YOUR ASSIGNMENT -> From the data that follows, copy every line with the string "percent".

Recorded data ->
•••

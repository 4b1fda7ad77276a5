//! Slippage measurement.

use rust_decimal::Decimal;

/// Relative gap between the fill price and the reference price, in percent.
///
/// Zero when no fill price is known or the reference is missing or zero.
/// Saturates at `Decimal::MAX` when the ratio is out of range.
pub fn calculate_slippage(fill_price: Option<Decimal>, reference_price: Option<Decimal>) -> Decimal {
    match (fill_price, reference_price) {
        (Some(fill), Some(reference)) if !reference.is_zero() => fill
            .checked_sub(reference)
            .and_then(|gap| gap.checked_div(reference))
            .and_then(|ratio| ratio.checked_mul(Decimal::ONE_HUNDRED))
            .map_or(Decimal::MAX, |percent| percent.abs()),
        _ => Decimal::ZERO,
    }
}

•••

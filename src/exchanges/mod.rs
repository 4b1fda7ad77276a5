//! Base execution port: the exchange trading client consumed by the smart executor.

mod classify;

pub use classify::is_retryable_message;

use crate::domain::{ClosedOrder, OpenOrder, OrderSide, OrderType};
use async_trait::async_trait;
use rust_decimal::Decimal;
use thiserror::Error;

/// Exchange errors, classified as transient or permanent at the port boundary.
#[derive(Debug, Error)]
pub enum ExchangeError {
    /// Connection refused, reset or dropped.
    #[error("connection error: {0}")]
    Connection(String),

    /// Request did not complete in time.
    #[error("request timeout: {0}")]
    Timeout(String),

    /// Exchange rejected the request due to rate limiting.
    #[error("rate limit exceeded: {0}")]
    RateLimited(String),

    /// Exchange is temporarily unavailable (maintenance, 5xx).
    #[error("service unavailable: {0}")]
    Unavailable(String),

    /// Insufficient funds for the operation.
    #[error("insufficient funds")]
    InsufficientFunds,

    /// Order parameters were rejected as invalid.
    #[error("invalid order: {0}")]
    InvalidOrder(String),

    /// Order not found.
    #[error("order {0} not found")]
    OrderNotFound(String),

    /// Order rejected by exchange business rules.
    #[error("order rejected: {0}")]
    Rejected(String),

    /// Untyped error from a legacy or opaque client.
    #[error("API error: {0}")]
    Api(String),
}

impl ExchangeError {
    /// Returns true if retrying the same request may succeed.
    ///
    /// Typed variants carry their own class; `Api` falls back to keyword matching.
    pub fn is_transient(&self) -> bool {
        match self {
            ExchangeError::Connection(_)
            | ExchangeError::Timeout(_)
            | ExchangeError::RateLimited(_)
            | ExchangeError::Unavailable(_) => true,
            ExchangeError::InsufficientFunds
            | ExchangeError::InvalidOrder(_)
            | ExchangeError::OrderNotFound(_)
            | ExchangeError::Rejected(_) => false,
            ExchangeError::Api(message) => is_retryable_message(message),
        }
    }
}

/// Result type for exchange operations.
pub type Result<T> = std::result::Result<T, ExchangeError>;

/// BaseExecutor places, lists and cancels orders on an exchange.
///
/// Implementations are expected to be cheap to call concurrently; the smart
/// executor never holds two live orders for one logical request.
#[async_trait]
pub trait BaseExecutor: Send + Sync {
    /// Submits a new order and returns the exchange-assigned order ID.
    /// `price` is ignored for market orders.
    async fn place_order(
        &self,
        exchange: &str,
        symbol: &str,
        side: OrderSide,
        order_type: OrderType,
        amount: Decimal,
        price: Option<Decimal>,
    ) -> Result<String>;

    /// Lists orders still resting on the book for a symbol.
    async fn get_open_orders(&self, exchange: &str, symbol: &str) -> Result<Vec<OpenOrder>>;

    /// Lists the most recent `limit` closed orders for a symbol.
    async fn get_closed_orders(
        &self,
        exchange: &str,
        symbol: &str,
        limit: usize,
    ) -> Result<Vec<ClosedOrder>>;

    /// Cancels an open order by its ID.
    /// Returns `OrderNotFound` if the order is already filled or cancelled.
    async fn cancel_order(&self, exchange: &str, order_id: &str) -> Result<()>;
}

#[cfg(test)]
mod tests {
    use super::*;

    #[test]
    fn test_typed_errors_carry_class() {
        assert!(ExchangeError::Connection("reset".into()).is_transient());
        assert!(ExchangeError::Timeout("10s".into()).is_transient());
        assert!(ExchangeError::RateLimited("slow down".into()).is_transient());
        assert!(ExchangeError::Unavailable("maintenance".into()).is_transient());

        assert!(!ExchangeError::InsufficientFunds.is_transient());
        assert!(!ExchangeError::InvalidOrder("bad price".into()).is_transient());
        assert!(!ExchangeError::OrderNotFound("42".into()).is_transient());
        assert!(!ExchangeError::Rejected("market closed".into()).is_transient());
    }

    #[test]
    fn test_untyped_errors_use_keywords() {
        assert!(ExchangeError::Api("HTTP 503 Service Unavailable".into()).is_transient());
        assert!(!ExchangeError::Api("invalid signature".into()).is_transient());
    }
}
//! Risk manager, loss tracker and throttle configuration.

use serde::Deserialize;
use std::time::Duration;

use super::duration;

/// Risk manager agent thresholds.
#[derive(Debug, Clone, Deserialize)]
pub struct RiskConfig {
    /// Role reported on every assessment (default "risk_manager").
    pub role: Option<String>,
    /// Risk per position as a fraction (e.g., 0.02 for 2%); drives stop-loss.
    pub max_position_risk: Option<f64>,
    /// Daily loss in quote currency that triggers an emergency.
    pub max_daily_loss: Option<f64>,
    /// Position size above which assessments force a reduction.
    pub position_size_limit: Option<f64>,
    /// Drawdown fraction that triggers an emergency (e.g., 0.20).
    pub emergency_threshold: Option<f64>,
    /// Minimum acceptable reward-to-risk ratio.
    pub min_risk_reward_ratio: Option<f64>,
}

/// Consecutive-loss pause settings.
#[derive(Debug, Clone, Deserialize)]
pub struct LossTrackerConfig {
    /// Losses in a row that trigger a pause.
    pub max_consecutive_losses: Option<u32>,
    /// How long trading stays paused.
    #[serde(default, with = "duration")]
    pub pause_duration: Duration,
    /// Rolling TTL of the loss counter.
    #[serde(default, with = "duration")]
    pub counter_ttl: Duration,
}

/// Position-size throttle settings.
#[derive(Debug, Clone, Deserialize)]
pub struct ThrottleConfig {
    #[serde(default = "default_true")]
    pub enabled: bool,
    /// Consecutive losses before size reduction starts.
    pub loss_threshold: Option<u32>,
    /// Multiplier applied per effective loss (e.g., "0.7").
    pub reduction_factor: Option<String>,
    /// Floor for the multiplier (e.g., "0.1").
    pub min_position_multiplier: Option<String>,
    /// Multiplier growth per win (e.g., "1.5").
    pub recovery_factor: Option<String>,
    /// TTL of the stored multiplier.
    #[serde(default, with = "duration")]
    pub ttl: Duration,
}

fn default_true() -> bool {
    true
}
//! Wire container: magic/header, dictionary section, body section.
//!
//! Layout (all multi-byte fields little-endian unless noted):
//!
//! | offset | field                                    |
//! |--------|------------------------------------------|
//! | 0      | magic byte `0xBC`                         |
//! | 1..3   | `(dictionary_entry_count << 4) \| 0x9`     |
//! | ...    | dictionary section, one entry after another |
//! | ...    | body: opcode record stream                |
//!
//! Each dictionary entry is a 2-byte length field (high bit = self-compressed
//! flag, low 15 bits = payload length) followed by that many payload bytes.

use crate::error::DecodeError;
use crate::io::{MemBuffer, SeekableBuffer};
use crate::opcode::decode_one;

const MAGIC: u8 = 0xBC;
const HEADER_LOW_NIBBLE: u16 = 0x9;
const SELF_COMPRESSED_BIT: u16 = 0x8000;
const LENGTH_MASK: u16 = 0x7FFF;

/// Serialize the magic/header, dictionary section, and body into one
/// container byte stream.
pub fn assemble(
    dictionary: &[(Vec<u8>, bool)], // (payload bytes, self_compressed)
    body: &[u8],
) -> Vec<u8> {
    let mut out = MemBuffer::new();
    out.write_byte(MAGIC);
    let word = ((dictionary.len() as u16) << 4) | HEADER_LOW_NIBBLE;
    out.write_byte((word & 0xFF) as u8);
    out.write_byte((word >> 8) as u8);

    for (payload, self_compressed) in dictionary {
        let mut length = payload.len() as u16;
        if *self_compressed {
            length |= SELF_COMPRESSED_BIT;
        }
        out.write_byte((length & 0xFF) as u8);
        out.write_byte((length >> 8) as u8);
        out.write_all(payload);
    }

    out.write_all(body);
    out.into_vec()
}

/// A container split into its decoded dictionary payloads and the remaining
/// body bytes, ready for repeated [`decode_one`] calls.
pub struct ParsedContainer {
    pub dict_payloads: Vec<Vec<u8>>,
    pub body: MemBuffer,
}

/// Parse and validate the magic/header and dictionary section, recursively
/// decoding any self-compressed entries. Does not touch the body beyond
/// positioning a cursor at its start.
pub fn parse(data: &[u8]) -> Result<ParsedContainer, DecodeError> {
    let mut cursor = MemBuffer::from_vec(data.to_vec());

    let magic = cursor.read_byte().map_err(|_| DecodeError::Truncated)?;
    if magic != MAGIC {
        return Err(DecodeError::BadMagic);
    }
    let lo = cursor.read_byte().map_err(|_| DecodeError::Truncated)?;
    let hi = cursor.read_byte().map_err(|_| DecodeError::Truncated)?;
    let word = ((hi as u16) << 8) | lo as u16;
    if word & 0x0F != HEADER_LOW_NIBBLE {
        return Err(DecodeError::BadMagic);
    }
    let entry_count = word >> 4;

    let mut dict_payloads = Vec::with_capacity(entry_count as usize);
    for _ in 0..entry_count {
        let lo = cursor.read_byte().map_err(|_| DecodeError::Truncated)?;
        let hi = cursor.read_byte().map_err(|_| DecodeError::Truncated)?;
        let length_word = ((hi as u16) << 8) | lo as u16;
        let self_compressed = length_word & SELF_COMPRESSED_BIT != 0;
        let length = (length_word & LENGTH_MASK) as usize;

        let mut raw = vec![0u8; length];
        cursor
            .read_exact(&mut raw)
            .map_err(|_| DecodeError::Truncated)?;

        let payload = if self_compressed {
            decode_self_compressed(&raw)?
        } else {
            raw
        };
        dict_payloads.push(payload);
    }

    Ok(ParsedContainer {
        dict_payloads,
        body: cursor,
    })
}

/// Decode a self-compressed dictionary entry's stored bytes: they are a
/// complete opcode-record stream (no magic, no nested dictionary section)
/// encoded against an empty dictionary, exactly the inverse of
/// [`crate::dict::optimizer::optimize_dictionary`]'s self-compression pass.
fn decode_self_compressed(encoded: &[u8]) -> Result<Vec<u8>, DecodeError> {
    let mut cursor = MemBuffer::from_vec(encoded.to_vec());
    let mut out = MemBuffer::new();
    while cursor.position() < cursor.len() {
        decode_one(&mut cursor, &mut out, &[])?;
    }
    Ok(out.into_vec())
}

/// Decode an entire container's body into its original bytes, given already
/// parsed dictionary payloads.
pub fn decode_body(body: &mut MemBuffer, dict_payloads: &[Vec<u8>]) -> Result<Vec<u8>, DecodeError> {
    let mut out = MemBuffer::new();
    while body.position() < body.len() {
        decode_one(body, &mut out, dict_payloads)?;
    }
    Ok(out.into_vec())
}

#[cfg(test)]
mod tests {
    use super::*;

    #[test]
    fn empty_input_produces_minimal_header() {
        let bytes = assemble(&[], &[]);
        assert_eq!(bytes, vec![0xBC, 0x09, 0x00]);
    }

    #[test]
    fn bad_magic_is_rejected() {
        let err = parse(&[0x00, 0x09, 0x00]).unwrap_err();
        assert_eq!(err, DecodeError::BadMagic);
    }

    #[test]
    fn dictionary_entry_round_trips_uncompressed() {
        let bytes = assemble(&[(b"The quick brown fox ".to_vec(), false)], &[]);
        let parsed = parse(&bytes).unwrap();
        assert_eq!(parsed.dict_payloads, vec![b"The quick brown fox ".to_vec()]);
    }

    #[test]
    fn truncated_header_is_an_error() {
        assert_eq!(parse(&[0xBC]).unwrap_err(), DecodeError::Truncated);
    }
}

•••

ANSWER TO THIS TASK ->
/// Relative gap between the fill price and the reference price, in percent.
            .map_or(Decimal::MAX, |percent| percent.abs()),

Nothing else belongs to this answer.